## REQUIRED ACTION
Write out again only the lines that run from the start of the entries to the line containing "#[derive(Parser, Debug)]", both included.

─── RECORDS PROVIDED ───

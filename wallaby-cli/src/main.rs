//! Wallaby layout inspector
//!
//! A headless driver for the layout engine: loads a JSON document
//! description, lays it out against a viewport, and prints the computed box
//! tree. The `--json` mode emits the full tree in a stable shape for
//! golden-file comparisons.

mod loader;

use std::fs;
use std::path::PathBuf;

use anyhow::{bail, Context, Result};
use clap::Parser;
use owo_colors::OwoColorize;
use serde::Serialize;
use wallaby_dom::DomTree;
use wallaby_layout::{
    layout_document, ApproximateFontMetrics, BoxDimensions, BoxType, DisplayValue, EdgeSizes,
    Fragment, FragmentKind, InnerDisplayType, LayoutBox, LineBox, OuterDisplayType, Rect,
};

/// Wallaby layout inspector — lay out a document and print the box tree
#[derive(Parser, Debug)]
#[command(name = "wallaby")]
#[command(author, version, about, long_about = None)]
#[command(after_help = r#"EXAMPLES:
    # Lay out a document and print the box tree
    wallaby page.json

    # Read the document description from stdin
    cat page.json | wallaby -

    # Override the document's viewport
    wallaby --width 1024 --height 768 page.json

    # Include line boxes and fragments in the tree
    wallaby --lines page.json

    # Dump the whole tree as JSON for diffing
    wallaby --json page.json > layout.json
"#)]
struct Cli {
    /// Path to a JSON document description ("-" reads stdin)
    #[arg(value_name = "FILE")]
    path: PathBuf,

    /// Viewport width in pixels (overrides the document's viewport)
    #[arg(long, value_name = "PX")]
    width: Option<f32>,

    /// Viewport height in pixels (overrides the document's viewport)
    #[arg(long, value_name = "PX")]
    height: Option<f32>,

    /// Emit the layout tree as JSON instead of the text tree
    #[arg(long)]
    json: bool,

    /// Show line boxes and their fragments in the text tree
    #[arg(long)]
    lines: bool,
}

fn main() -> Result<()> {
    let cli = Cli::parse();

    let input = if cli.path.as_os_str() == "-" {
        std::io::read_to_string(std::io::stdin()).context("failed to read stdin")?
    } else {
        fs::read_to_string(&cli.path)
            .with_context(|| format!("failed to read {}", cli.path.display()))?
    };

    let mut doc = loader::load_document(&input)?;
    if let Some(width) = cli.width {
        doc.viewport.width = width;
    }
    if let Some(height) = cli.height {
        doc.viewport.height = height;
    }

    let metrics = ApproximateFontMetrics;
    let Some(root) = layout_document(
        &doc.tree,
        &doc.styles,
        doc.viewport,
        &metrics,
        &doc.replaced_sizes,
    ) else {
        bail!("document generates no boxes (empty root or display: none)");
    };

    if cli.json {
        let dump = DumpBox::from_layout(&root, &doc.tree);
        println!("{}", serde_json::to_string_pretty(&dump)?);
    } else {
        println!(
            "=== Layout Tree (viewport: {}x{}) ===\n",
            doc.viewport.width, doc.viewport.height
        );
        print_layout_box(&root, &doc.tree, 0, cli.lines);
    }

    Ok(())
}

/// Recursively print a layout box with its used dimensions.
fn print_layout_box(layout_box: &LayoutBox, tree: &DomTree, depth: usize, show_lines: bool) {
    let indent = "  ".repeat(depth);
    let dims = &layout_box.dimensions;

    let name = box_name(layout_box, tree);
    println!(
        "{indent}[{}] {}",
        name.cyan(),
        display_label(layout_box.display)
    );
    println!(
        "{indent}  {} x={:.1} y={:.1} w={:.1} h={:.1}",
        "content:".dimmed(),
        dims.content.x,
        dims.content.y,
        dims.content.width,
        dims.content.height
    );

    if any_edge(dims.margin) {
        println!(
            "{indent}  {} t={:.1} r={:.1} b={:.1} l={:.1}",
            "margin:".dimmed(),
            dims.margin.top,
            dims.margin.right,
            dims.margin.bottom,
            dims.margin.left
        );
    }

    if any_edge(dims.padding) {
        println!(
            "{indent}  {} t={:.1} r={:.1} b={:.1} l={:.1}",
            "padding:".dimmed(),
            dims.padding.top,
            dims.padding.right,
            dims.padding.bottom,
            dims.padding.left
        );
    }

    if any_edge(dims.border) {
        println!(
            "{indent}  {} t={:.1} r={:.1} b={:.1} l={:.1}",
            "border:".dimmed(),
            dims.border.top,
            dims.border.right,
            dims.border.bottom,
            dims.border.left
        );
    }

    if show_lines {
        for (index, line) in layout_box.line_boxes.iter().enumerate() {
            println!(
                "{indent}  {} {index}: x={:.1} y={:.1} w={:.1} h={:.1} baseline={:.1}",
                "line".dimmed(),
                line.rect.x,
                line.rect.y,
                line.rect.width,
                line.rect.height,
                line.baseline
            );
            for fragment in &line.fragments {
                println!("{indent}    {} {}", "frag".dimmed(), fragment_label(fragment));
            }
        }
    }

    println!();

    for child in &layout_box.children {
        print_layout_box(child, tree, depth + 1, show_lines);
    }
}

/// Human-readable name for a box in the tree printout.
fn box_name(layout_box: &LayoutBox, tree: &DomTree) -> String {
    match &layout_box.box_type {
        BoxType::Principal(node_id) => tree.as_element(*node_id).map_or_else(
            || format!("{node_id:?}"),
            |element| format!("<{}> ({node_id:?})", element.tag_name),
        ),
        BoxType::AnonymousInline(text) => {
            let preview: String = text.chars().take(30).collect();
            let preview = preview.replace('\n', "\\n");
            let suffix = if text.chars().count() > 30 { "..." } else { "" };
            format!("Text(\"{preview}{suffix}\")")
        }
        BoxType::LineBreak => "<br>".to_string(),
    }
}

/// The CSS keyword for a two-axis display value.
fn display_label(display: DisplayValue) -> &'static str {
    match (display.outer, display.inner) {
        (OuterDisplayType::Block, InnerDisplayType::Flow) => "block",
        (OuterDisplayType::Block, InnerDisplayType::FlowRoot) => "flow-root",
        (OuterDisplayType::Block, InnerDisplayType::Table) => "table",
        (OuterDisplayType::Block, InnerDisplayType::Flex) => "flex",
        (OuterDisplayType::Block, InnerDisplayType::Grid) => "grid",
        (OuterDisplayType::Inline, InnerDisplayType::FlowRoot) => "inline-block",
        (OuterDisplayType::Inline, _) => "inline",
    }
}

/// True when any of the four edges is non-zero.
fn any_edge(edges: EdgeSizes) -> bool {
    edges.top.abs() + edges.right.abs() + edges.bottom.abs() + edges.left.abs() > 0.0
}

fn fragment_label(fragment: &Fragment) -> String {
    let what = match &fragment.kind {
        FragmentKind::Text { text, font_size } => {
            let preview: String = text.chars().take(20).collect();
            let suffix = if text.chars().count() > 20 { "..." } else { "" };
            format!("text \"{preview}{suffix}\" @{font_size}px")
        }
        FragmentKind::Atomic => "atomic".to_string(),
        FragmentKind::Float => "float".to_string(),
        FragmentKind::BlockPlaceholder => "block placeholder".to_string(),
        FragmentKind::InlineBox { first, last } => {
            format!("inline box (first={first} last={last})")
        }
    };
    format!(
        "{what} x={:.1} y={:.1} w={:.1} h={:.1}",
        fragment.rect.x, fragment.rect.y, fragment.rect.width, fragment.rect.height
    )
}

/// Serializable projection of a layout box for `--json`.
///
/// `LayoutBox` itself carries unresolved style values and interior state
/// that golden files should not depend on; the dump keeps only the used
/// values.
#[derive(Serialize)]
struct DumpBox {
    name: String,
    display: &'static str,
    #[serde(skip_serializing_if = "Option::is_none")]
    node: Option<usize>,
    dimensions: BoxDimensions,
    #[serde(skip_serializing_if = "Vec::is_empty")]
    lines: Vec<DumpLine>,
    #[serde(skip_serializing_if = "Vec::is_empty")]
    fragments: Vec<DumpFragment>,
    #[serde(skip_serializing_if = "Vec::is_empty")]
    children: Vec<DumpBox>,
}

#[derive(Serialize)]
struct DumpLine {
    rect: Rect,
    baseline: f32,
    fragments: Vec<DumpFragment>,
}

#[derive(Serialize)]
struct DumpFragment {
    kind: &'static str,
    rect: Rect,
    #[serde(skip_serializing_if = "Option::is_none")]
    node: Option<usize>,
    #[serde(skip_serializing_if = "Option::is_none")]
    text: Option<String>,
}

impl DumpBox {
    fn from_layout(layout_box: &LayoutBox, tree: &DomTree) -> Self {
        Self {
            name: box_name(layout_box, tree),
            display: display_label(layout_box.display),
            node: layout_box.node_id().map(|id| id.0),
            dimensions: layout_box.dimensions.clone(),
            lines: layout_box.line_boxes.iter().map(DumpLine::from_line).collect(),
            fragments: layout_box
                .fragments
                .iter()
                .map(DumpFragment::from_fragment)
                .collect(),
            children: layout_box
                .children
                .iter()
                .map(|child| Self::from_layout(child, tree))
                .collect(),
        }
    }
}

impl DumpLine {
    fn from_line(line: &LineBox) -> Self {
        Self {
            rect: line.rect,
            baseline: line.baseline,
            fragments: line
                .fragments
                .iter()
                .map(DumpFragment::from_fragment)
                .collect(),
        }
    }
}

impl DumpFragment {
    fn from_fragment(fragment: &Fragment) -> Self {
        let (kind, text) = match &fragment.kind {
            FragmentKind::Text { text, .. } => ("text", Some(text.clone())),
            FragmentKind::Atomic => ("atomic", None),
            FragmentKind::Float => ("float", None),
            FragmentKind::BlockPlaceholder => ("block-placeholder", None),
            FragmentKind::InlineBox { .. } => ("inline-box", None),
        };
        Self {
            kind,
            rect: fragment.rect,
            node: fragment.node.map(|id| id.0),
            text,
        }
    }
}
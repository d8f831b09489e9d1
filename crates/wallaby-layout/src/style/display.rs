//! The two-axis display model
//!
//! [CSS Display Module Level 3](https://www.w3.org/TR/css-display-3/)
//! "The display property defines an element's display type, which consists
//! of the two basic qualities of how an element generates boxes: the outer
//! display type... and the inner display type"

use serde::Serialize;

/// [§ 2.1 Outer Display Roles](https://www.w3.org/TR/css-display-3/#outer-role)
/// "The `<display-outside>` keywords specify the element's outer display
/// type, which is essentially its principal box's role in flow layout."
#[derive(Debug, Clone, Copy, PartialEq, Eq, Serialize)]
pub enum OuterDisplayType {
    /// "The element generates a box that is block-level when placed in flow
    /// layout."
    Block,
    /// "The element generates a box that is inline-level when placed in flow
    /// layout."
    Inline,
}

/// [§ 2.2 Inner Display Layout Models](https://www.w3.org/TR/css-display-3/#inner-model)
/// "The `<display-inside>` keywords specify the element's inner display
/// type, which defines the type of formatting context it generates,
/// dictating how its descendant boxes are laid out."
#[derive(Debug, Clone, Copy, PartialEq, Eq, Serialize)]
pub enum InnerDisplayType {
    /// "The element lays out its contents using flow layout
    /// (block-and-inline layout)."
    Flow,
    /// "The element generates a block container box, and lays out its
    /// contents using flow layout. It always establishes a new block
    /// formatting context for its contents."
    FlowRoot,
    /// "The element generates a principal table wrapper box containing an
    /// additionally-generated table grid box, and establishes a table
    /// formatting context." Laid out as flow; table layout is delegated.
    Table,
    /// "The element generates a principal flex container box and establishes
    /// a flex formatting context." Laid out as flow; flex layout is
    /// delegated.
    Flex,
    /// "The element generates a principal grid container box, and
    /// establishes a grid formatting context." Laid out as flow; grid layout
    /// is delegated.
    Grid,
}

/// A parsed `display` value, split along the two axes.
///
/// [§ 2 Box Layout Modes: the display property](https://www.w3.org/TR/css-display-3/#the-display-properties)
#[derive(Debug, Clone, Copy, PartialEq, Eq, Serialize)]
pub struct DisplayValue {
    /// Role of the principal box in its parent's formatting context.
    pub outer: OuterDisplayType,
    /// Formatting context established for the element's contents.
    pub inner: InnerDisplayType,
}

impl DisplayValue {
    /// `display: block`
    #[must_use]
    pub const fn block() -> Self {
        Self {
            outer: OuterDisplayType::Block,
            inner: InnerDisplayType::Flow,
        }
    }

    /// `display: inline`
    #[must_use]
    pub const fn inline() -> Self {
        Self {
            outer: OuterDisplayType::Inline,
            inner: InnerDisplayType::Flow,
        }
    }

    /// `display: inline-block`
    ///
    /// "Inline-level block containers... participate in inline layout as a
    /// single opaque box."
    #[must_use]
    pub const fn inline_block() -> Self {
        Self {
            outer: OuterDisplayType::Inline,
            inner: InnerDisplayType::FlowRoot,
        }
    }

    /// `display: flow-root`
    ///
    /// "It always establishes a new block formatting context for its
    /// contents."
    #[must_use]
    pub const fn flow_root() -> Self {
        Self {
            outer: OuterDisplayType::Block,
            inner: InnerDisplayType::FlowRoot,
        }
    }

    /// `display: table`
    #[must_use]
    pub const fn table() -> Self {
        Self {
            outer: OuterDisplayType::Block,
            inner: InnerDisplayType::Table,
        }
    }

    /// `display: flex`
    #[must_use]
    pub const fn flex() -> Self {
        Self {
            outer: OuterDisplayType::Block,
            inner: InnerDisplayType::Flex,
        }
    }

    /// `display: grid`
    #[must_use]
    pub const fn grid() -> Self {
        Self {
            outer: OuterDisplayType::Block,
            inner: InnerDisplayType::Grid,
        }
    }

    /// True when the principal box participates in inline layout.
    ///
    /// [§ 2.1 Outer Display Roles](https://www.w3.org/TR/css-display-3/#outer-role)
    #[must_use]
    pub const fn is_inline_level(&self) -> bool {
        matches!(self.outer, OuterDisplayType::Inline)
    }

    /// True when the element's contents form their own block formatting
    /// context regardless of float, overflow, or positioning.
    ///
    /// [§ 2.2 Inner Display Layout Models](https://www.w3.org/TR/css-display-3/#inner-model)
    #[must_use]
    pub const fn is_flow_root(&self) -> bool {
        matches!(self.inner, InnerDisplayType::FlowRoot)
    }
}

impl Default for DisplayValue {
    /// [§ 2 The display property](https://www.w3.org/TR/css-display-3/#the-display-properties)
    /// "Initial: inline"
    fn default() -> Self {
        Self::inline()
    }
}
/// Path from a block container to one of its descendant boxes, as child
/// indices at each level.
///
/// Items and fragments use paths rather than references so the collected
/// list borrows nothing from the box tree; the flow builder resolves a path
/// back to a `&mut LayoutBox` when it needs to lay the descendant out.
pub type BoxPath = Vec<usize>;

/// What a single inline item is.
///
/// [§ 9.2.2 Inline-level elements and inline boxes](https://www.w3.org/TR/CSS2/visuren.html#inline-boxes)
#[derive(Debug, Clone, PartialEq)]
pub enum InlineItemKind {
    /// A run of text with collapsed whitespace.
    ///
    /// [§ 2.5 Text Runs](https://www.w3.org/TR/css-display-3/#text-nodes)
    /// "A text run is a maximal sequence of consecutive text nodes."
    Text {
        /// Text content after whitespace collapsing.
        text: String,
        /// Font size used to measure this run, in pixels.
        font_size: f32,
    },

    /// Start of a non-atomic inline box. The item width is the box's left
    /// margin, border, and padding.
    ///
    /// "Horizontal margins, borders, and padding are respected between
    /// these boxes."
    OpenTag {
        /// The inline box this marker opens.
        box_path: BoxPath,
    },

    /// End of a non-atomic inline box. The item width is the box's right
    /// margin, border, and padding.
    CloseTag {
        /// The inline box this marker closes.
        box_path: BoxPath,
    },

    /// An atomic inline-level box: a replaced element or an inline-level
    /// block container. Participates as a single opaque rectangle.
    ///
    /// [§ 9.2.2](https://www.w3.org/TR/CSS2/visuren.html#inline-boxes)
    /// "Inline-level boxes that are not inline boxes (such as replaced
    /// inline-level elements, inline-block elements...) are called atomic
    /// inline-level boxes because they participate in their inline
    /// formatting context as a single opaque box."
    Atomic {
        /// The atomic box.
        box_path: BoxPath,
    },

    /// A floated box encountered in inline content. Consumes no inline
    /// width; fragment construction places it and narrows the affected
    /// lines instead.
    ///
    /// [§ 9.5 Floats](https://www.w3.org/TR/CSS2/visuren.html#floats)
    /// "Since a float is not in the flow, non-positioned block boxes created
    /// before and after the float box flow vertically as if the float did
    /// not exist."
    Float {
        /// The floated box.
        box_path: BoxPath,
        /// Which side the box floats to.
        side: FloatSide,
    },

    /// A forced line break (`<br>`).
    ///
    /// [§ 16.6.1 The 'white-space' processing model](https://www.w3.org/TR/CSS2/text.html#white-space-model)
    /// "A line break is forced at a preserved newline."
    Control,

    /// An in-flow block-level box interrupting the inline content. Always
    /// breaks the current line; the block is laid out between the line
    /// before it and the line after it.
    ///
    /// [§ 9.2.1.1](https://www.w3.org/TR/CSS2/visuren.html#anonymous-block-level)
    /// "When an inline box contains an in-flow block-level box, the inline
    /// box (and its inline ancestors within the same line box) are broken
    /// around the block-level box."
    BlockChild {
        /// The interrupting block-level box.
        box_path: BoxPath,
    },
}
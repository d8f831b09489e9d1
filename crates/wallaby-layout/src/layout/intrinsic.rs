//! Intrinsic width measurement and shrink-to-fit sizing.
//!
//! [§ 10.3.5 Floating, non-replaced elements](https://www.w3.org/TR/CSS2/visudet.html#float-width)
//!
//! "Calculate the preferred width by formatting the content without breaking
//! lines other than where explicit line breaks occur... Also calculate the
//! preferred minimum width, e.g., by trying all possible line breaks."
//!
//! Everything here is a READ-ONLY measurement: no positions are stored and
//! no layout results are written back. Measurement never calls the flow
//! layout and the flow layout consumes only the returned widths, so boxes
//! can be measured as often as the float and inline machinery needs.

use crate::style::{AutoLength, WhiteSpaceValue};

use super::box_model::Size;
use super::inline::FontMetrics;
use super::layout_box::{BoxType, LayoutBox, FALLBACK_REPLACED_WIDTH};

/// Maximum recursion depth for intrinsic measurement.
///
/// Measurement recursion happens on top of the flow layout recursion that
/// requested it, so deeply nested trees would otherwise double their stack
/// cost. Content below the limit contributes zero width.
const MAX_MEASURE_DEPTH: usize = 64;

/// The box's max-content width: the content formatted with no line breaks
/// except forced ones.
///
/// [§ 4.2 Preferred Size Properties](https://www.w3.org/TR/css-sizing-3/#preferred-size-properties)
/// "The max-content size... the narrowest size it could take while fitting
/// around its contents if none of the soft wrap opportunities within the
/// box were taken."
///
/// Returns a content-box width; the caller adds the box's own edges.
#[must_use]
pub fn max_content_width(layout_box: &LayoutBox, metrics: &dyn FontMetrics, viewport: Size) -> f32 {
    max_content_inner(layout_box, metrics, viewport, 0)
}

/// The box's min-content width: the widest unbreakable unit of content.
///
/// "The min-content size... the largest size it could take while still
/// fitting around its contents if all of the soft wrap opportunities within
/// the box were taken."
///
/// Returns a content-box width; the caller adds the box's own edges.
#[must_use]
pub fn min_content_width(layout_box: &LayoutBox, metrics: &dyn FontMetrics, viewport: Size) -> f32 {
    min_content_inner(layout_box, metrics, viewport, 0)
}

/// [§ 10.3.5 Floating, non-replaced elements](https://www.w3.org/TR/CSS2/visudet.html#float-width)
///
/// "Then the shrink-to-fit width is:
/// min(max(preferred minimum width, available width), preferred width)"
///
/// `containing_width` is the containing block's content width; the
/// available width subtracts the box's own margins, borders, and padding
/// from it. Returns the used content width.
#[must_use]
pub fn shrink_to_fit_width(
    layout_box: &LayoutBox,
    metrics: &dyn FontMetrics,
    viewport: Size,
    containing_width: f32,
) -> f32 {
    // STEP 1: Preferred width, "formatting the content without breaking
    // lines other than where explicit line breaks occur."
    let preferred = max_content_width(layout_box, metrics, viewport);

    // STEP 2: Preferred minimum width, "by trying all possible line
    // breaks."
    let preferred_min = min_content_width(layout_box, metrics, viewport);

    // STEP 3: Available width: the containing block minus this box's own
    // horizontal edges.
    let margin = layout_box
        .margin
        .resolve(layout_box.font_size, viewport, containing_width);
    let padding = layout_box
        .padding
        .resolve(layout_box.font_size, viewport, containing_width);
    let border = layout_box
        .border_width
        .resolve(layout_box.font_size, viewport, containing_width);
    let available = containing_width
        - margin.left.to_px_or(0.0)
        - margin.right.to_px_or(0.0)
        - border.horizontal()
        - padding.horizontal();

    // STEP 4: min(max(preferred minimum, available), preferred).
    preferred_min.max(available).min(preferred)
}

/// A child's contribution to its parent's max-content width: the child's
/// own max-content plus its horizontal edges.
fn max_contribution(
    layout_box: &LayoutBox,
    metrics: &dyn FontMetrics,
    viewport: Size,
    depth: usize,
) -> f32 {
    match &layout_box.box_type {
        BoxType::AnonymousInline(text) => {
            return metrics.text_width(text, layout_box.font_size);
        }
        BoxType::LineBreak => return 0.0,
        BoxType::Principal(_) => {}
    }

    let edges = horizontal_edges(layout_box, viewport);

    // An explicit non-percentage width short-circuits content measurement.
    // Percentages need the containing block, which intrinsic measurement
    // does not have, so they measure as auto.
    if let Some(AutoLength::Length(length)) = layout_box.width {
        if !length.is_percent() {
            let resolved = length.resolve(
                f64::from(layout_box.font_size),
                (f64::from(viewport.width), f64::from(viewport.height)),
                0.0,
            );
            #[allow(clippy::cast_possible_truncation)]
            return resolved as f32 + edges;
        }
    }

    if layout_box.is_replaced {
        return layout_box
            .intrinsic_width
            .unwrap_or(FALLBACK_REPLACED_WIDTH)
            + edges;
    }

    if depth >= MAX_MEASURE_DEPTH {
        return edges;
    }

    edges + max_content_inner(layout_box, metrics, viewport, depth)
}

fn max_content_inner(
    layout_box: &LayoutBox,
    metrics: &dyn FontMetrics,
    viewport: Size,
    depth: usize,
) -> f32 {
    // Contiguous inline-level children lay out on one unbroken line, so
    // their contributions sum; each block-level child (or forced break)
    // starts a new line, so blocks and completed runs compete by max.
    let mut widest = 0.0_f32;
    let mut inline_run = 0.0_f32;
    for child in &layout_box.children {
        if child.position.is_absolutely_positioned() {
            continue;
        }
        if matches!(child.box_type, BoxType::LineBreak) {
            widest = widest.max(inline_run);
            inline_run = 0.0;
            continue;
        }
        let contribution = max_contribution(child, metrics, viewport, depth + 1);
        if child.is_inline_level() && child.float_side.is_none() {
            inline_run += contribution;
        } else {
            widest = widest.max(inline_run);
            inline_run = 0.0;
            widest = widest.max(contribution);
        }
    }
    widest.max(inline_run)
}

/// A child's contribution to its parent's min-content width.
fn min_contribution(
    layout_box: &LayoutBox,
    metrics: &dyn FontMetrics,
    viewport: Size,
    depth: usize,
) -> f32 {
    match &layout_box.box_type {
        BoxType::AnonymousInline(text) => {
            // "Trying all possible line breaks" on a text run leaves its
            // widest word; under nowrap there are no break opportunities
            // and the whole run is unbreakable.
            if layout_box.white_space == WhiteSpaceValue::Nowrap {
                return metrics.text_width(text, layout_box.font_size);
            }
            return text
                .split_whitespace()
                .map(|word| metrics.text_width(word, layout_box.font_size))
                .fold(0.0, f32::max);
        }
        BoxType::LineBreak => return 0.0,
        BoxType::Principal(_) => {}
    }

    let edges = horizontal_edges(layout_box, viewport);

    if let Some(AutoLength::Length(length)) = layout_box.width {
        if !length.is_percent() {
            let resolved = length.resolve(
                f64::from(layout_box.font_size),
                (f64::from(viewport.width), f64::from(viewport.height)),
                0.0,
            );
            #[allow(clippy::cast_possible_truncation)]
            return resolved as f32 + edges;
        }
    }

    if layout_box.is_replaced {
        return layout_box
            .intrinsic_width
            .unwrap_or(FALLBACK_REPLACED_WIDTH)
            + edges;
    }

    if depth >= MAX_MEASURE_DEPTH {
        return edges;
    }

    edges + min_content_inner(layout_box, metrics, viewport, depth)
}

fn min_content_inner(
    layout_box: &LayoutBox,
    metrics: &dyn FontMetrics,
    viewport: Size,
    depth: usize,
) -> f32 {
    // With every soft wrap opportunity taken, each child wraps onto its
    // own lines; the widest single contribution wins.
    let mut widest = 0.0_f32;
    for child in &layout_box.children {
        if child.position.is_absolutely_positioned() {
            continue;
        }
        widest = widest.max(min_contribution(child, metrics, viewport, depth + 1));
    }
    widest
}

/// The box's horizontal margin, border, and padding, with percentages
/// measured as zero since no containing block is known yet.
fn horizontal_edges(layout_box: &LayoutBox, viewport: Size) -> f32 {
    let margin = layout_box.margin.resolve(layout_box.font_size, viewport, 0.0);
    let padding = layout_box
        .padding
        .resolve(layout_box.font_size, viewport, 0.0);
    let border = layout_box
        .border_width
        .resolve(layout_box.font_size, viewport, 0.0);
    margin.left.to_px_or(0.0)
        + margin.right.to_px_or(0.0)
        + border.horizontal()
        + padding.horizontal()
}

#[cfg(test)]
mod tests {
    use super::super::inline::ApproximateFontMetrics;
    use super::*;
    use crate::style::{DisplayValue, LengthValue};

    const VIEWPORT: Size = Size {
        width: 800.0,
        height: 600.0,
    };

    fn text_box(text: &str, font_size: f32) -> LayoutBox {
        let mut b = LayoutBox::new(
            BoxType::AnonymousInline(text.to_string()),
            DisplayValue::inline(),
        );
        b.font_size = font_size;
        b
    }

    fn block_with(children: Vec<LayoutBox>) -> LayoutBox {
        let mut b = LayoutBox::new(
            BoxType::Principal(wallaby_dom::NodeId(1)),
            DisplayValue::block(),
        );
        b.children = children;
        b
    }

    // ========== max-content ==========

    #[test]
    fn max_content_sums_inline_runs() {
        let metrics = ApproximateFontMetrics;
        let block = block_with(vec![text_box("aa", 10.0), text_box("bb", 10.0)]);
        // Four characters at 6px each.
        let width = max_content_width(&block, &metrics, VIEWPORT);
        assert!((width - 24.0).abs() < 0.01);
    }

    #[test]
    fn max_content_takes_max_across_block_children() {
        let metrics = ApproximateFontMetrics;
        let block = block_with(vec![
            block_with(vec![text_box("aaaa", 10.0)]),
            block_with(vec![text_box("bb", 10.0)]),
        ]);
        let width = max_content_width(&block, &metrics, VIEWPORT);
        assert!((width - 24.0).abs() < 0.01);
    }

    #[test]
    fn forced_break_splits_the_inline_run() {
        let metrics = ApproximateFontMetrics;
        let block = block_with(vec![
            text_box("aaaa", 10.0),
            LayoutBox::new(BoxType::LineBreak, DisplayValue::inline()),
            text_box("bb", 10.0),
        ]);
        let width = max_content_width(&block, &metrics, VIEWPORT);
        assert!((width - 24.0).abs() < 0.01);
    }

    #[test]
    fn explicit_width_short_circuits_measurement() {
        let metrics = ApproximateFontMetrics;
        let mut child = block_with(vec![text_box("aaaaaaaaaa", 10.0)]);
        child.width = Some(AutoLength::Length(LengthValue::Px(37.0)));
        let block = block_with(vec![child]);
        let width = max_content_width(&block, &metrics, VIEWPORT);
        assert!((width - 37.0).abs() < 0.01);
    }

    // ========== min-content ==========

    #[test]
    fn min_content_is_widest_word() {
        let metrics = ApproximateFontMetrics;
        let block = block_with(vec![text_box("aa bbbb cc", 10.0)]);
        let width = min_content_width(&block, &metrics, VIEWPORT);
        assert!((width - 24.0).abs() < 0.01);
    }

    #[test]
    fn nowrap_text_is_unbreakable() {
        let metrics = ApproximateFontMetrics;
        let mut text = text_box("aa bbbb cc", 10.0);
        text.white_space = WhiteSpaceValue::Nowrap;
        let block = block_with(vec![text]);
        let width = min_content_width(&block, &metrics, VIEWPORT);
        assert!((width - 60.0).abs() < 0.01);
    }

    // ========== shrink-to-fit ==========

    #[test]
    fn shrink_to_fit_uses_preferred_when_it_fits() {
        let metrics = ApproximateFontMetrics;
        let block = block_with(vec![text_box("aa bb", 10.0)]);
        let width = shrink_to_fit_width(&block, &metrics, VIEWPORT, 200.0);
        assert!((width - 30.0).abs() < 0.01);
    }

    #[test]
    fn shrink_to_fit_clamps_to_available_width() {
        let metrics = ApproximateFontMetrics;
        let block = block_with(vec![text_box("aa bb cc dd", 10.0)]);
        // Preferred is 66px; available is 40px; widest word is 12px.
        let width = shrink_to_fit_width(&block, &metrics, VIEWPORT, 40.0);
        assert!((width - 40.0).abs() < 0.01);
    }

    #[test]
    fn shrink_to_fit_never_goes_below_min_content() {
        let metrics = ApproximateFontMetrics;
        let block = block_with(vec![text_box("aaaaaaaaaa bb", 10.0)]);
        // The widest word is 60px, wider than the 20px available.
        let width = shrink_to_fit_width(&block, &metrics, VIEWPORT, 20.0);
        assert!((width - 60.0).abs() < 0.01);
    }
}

───

## EXPECTED OUTPUT
filename wallaby-cli/src/main.rs
//! Wallaby layout inspector
//!
//! A headless driver for the layout engine: loads a JSON document
//! description, lays it out against a viewport, and prints the computed box
//! tree. The `--json` mode emits the full tree in a stable shape for
//! golden-file comparisons.

mod loader;

use std::fs;
use std::path::PathBuf;

use anyhow::{bail, Context, Result};
use clap::Parser;
use owo_colors::OwoColorize;
use serde::Serialize;
use wallaby_dom::DomTree;
use wallaby_layout::{
    layout_document, ApproximateFontMetrics, BoxDimensions, BoxType, DisplayValue, EdgeSizes,
    Fragment, FragmentKind, InnerDisplayType, LayoutBox, LineBox, OuterDisplayType, Rect,
};

/// Wallaby layout inspector — lay out a document and print the box tree
#[derive(Parser, Debug)]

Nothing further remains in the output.